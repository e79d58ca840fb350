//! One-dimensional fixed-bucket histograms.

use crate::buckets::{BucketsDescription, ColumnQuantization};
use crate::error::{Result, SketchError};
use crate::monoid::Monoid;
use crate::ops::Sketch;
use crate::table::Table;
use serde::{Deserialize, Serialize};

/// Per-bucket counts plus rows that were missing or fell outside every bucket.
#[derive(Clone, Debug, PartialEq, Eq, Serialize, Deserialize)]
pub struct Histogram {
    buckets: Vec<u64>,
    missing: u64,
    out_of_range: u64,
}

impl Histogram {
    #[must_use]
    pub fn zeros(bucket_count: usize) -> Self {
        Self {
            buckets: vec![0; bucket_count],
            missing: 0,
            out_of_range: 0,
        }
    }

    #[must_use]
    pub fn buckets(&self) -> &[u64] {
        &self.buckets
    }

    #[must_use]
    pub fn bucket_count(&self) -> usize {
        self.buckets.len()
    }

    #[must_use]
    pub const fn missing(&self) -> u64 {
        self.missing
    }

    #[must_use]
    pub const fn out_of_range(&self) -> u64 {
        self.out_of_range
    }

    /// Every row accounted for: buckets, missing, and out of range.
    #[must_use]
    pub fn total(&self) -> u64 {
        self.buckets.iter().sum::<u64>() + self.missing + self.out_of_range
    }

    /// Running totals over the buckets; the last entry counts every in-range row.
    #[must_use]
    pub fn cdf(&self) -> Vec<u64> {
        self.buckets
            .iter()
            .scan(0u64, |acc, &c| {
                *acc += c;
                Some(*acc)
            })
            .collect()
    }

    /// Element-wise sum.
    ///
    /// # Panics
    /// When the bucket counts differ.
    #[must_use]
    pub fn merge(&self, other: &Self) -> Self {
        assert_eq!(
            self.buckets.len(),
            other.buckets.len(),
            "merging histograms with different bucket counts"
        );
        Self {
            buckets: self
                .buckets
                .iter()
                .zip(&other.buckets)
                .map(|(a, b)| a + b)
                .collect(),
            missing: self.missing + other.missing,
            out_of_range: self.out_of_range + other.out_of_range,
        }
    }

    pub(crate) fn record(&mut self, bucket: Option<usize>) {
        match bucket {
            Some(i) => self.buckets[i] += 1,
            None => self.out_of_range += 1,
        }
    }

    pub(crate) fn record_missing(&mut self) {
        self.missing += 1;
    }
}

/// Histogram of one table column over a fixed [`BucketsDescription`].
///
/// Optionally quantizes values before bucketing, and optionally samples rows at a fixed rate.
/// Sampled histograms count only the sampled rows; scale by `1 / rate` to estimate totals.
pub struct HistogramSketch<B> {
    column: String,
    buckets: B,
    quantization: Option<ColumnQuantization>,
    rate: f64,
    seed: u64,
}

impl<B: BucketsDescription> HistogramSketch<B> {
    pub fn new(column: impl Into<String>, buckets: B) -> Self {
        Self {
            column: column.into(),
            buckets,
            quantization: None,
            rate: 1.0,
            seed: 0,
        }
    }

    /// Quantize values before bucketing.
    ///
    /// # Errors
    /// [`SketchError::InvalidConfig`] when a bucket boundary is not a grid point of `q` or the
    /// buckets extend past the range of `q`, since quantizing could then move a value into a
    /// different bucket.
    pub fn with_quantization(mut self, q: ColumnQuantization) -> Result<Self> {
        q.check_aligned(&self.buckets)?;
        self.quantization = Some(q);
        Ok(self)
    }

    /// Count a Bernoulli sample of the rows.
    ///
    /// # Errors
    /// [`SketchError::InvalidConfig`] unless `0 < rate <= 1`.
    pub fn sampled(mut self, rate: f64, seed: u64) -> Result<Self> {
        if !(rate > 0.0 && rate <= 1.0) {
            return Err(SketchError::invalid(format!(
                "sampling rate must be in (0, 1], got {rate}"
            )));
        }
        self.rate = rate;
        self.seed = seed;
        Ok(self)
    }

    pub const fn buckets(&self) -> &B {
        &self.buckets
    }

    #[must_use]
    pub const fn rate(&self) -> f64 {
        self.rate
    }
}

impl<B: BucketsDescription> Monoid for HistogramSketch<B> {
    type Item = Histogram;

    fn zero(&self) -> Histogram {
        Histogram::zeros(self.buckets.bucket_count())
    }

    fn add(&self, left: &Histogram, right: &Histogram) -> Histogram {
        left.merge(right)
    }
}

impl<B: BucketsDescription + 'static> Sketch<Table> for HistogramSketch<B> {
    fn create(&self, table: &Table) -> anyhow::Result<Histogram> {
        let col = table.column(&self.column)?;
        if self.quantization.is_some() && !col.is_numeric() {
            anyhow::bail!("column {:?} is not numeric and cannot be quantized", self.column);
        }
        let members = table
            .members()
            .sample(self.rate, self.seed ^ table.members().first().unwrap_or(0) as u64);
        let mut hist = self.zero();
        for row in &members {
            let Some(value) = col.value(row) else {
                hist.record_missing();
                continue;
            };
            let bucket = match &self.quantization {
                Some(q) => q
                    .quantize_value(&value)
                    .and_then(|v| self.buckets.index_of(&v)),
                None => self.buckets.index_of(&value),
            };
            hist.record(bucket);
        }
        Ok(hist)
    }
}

════════════════════

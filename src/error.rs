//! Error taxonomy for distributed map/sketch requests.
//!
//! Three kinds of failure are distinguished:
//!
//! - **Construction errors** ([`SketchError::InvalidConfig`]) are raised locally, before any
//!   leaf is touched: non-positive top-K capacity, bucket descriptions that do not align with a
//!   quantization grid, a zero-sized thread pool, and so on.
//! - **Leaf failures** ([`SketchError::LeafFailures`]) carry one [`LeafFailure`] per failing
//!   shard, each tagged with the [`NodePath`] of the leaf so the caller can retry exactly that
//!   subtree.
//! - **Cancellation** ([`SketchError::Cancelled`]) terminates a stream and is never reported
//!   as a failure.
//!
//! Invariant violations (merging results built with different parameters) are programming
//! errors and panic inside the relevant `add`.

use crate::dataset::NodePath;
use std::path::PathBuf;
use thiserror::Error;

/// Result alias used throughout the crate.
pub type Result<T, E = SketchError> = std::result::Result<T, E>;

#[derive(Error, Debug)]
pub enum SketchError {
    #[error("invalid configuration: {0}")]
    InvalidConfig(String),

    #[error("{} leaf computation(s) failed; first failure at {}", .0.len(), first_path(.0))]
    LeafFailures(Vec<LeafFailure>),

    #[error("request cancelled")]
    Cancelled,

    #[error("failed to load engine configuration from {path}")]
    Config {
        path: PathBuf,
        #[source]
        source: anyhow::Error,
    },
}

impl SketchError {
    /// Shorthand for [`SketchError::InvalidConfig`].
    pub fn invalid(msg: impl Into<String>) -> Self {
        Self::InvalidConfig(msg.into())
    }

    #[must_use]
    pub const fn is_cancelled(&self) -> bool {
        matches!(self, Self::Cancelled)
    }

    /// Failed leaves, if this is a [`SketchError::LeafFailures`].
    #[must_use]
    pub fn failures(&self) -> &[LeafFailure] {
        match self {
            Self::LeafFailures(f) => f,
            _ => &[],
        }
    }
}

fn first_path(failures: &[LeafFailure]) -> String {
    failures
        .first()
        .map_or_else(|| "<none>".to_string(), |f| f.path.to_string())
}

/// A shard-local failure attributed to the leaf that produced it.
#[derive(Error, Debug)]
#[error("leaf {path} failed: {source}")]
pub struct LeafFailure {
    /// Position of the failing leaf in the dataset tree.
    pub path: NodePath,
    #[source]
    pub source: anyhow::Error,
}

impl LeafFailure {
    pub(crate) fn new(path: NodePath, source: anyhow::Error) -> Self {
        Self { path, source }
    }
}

════════════════════

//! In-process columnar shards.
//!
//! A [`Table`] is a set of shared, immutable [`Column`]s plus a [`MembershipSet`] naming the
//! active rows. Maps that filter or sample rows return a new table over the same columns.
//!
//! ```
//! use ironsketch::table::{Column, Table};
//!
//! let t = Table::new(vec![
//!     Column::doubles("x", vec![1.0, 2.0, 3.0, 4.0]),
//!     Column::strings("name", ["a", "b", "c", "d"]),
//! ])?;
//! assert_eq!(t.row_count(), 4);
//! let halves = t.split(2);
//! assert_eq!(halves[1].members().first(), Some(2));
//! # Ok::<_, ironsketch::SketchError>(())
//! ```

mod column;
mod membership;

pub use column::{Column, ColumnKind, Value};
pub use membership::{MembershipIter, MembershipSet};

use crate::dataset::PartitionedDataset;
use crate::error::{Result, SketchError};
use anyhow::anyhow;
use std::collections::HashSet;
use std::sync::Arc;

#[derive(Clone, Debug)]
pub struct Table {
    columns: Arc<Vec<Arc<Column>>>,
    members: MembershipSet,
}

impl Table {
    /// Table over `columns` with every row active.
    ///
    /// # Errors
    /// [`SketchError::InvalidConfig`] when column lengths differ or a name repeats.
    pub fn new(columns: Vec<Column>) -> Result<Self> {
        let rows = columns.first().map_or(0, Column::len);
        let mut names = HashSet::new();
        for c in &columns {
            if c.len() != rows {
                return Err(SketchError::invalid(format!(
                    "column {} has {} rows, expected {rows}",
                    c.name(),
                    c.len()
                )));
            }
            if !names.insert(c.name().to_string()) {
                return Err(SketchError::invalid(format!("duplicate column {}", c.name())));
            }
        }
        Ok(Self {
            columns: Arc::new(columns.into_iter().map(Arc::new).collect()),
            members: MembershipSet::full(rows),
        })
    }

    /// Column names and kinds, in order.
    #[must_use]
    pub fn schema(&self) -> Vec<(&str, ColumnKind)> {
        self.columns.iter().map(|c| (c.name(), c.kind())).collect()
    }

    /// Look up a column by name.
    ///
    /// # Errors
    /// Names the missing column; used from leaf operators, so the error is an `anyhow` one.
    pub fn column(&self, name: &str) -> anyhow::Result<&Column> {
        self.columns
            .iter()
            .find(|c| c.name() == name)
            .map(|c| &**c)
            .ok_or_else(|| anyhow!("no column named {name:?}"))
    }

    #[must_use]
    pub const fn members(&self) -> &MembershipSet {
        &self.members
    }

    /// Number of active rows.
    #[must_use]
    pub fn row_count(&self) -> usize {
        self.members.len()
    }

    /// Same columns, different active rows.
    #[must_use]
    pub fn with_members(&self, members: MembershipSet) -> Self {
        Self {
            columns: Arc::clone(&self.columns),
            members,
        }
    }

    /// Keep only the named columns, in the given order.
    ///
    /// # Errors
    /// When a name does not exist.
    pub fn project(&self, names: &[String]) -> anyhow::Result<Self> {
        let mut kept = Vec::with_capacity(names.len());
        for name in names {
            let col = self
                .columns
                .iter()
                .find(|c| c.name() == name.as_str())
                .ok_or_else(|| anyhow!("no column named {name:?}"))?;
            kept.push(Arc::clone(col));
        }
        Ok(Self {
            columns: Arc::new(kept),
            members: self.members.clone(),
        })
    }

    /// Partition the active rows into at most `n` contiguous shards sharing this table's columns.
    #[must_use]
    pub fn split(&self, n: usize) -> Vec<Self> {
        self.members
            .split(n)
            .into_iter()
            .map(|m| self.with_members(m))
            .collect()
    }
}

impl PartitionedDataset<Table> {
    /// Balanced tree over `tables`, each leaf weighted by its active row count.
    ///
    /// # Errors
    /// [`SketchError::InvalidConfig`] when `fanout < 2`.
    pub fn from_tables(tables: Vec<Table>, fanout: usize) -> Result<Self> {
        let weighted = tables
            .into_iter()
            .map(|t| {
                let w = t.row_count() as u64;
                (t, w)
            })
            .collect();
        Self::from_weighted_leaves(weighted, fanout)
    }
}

════════════════════

• _What is required_
For this exercise, output exactly the lines above from the line with "repository e79d58ca840fb350" to the line with "pub fn total(&self)", counting both, and leave out the rest.

• _Exercise solution_
repository e79d58ca840fb350
//! One-dimensional fixed-bucket histograms.

use crate::buckets::{BucketsDescription, ColumnQuantization};
use crate::error::{Result, SketchError};
use crate::monoid::Monoid;
use crate::ops::Sketch;
use crate::table::Table;
use serde::{Deserialize, Serialize};

/// Per-bucket counts plus rows that were missing or fell outside every bucket.
#[derive(Clone, Debug, PartialEq, Eq, Serialize, Deserialize)]
pub struct Histogram {
    buckets: Vec<u64>,
    missing: u64,
    out_of_range: u64,
}

impl Histogram {
    #[must_use]
    pub fn zeros(bucket_count: usize) -> Self {
        Self {
            buckets: vec![0; bucket_count],
            missing: 0,
            out_of_range: 0,
        }
    }

    #[must_use]
    pub fn buckets(&self) -> &[u64] {
        &self.buckets
    }

    #[must_use]
    pub fn bucket_count(&self) -> usize {
        self.buckets.len()
    }

    #[must_use]
    pub const fn missing(&self) -> u64 {
        self.missing
    }

    #[must_use]
    pub const fn out_of_range(&self) -> u64 {
        self.out_of_range
    }

    /// Every row accounted for: buckets, missing, and out of range.
    #[must_use]
    pub fn total(&self) -> u64 {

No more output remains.